(MATERIAL FOR THIS EXERCISE)

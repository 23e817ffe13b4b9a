//! Detection of identical files shipped by several depots.
//!
//! Language depots often repeat files of another depot byte for byte. Such
//! files are candidates for [`SharedFile`](crate::catalog::SharedFile)
//! declarations: the client depot can then stay installable with the file
//! taken from the source depot.

use std::collections::HashMap;
use std::fs::File;
use std::io::{self, Read};
use std::path::Path;

use rayon::prelude::*;
use sha2::{Digest, Sha512};

use super::map::FilesMap;
use super::types::{FileTypes, ResolvedFile};
use super::FilesMapError;

const HASH_BUFFER_SIZE: usize = 64 * 1024;

impl FilesMap {
    /// Groups of identical files sharing a relative path.
    ///
    /// Candidates of the requested kinds are grouped by size first; only
    /// same-size candidates are hashed (SHA-512). Each returned group has at
    /// least two files, in the map's candidate order.
    pub fn same_files(&self, file_types: FileTypes) -> Result<Vec<Vec<ResolvedFile>>, FilesMapError> {
        let mut result = Vec::new();
        if file_types.is_empty() {
            return Ok(result);
        }

        for candidates in self.groups() {
            if candidates.len() < 2 {
                continue;
            }

            let mut by_size: Vec<(u64, Vec<&ResolvedFile>)> = Vec::new();
            for file in candidates
                .iter()
                .filter(|file| file_types.intersects(file.kind.as_types()))
            {
                let size = file_size(&file.source_path)?;
                match by_size.iter_mut().find(|(s, _)| *s == size) {
                    Some((_, files)) => files.push(file),
                    None => by_size.push((size, vec![file])),
                }
            }

            for (_, files) in by_size.into_iter().filter(|(_, files)| files.len() > 1) {
                let hashes = files
                    .par_iter()
                    .map(|file| {
                        hash_file(&file.source_path).map_err(|source| FilesMapError::Io {
                            path: file.source_path.clone(),
                            source,
                        })
                    })
                    .collect::<Result<Vec<_>, _>>()?;

                let mut groups: Vec<(Vec<u8>, Vec<ResolvedFile>)> = Vec::new();
                let mut index: HashMap<Vec<u8>, usize> = HashMap::new();
                for (file, hash) in files.into_iter().zip(hashes) {
                    match index.get(&hash) {
                        Some(&i) => groups[i].1.push(file.clone()),
                        None => {
                            index.insert(hash.clone(), groups.len());
                            groups.push((hash, vec![file.clone()]));
                        }
                    }
                }

                result.extend(
                    groups
                        .into_iter()
                        .map(|(_, files)| files)
                        .filter(|files| files.len() > 1),
                );
            }
        }

        Ok(result)
    }
}

fn file_size(path: &Path) -> Result<u64, FilesMapError> {
    std::fs::metadata(path)
        .map(|m| m.len())
        .map_err(|source| FilesMapError::Io {
            path: path.to_path_buf(),
            source,
        })
}

/// SHA-512 digest of a file's content.
pub fn hash_file(path: &Path) -> io::Result<Vec<u8>> {
    let mut file = File::open(path)?;
    let mut hasher = Sha512::new();
    let mut buffer = vec![0u8; HASH_BUFFER_SIZE];

    loop {
        let read = file.read(&mut buffer)?;
        if read == 0 {
            break;
        }
        hasher.update(&buffer[..read]);
    }

    Ok(hasher.finalize().to_vec())
}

(End MATERIAL FOR THIS EXERCISE)

▶ [YOUR ASSIGNMENT]: Answer with one number only: how many lines of the entries above include the word "FilesMapError"?

▶ [RESULT OF THE EXERCISE]: 5